Despite rarely being the object of my climbing desire, one of my most cherished gritstone ascents was at Stanage. It was a beautiful winter’s day; sunny yet cold and crisp with a good dose of snow covering the ground. Unfortunately, we had not had the conditions to recreate the snow platforms that had allowed so many bold classics with poor landings to be tamed. Instead the snow was melting, and making many routes and problems unclimbable.
A keen crew had headed out, utilising snow chains to gain access to the crag. We spent the day mooching around looking for good, dry problems. It seemed like arêtes where in on the whole; both sides of the Pebble’s arête, and both sides of the classic Crescent Arête among others. Climbing Crescent Right-hand with more ease than usual I felt the gritstone flow.
Suddenly White Wand was mooted as a possible next dry objective: gulp! We threw the pads under it, not caring to ethically nod to our predecessors. It looked high. That arête at the top; so sharp yet still worrying. First go up I bail at the crux ‘testing the fall’.

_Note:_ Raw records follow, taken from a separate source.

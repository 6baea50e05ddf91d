// Copyright 2025 the Understory Authors
// SPDX-License-Identifier: Apache-2.0 OR MIT

//! Seat search and placement poses derived from raycasts.

use glam::DVec3;
use understory_anchor::{Anchor, AnchorGeometry, LabelFilter, Pose, Ray, Segment, UP};

use crate::query::RaycastHit;
use crate::room::{AnchorId, Room, Seat};

/// How [`Room::get_best_pose_from_raycast`] positions content on the struck surface.
#[derive(Copy, Clone, Debug, Default, PartialEq, Eq, Hash)]
pub enum PositioningMethod {
    /// At the hit point.
    #[default]
    Default,
    /// At the center of the struck surface: polygon centroid or volume top center.
    Center,
    /// On the surface edge nearest the viewer, facing outward across it.
    Edge,
}

/// A pose on a specific anchor. X forward, Z up.
#[derive(Copy, Clone, Debug, PartialEq)]
pub struct PlacementPose {
    /// The anchor the pose sits on.
    pub anchor: AnchorId,
    /// World pose.
    pub pose: Pose,
}

/// Normals within this cosine of up count as facing up.
const FACING_UP: f64 = 0.9;

fn horizontal(v: DVec3) -> Option<DVec3> {
    v.with_z(0.0).try_normalize()
}

/// Yaw-only pose at `position` looking along `forward`, or along `fallback` when `forward` is
/// vertical.
fn upright(position: DVec3, forward: DVec3, fallback: DVec3) -> Pose {
    let facing = horizontal(forward)
        .or_else(|| horizontal(fallback))
        .unwrap_or(DVec3::X);
    Pose::from_forward_up(position, facing, UP)
}

/// Outward direction across `edge`, within the surface whose normal is `normal`, pointing away
/// from `center`.
fn outward(edge: &Segment, normal: DVec3, center: DVec3) -> DVec3 {
    let across = edge.direction().cross(normal);
    if across.dot(edge.midpoint() - center) < 0.0 {
        -across
    } else {
        across
    }
}

impl Room {
    /// The seat whose position is closest to the line through the ray.
    ///
    /// The ray does not need to hit the seat anchor.
    pub fn try_get_closest_seat_pose(&self, origin: DVec3, direction: DVec3) -> Option<Seat> {
        let ray = Ray::new(origin, direction)?;
        let mut best: Option<(Seat, f64)> = None;
        for seat in &self.seats {
            let d = ray.line_distance(seat.pose.translation);
            if best.is_none_or(|(_, b)| d < b) {
                best = Some((*seat, d));
            }
        }
        best.map(|(seat, _)| seat)
    }

    /// Raycast, then derive a placement pose on the struck anchor.
    ///
    /// Rotation by role: walls face along the hit normal; the top of a volume faces outward
    /// from its long top edge nearest the viewer; other upward or downward surfaces face the
    /// ray origin, yaw only. See [`PositioningMethod`] for the position.
    pub fn get_best_pose_from_raycast(
        &self,
        origin: DVec3,
        direction: DVec3,
        max_distance: f64,
        filter: LabelFilter,
        method: PositioningMethod,
    ) -> Option<PlacementPose> {
        let RaycastHit { anchor: id, hit } =
            self.raycast(origin, direction, max_distance, filter)?;
        let anchor = self.anchor(id)?;
        let pose = match method {
            PositioningMethod::Default => self.role_pose(id, anchor, hit.point, hit.normal, origin),
            PositioningMethod::Center => {
                let center = anchor.surface_center().unwrap_or(hit.point);
                self.role_pose(id, anchor, center, hit.normal, origin)
            }
            PositioningMethod::Edge => match anchor.nearest_edge(origin) {
                Some(edge) if !matches!(anchor.geometry, AnchorGeometry::Mesh(_)) => {
                    edge_pose(anchor, &edge, origin)
                }
                _ => self.role_pose(id, anchor, hit.point, hit.normal, origin),
            },
        };
        Some(PlacementPose { anchor: id, pose })
    }

    fn role_pose(
        &self,
        id: AnchorId,
        anchor: &Anchor,
        position: DVec3,
        hit_normal: DVec3,
        origin: DVec3,
    ) -> Pose {
        let toward_viewer = origin - position;
        if self.is_wall_anchor(id) {
            return upright(position, hit_normal, toward_viewer);
        }
        let facing_up = hit_normal.dot(UP);
        if let AnchorGeometry::Volume(volume) = &anchor.geometry {
            if facing_up > FACING_UP {
                let edges = anchor.surface_edges();
                let size = volume.size();
                let long = size.x.max(size.y);
                let center = anchor.surface_center().unwrap_or(position);
                let nearest_long = edges
                    .iter()
                    .filter(|e| e.length() >= long - 1e-9)
                    .min_by(|a, b| {
                        a.midpoint()
                            .distance(origin)
                            .total_cmp(&b.midpoint().distance(origin))
                    });
                if let Some(edge) = nearest_long {
                    return upright(position, outward(edge, anchor.normal(), center), toward_viewer);
                }
            }
        }
        if facing_up.abs() > FACING_UP {
            upright(position, toward_viewer, -hit_normal)
        } else {
            upright(position, hit_normal, toward_viewer)
        }
    }
}

fn edge_pose(anchor: &Anchor, edge: &Segment, origin: DVec3) -> Pose {
    let point = edge.closest_point(origin);
    let center = anchor.surface_center().unwrap_or(point);
    let mut normal = anchor.normal();
    if normal.dot(origin - point) < 0.0 {
        normal = -normal;
    }
    let forward = outward(edge, normal, center);
    if normal.dot(UP).abs() > FACING_UP {
        upright(point, forward, origin - point)
    } else {
        Pose::from_forward_up(point, forward, normal)
    }
}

Next go up, I have seen others commit, I know what to do and also seen how scared they have been. When will this opportunity arise again? I mantel onto the footledge, look up and begin, aiming for the lone pebble below the arête proper. All too soon I have my thumb over it, the previous months of grit climbing culminate in high feet, subtle body positions to allow my hands to clasp around that positive and very high upper arête.
Now stood on the pebble I can stop and consider; this is no place for a traditional slow and steady approach. I look down and briefly think about ‘testing the fall’ from here rather than risk it any higher.
No. The time is now.
Holding on firmly, I begin to leave the sanctuary of the pebble, committing to the smears I call on every ounce of calm within my body as I lay back higher and higher. A final move and I have the top! A quick traverse off to avoid the top solo and I can sit on the ledge and look out as the sun sets over a beautiful snowy vista.
White Wand, in that moment I felt the magic.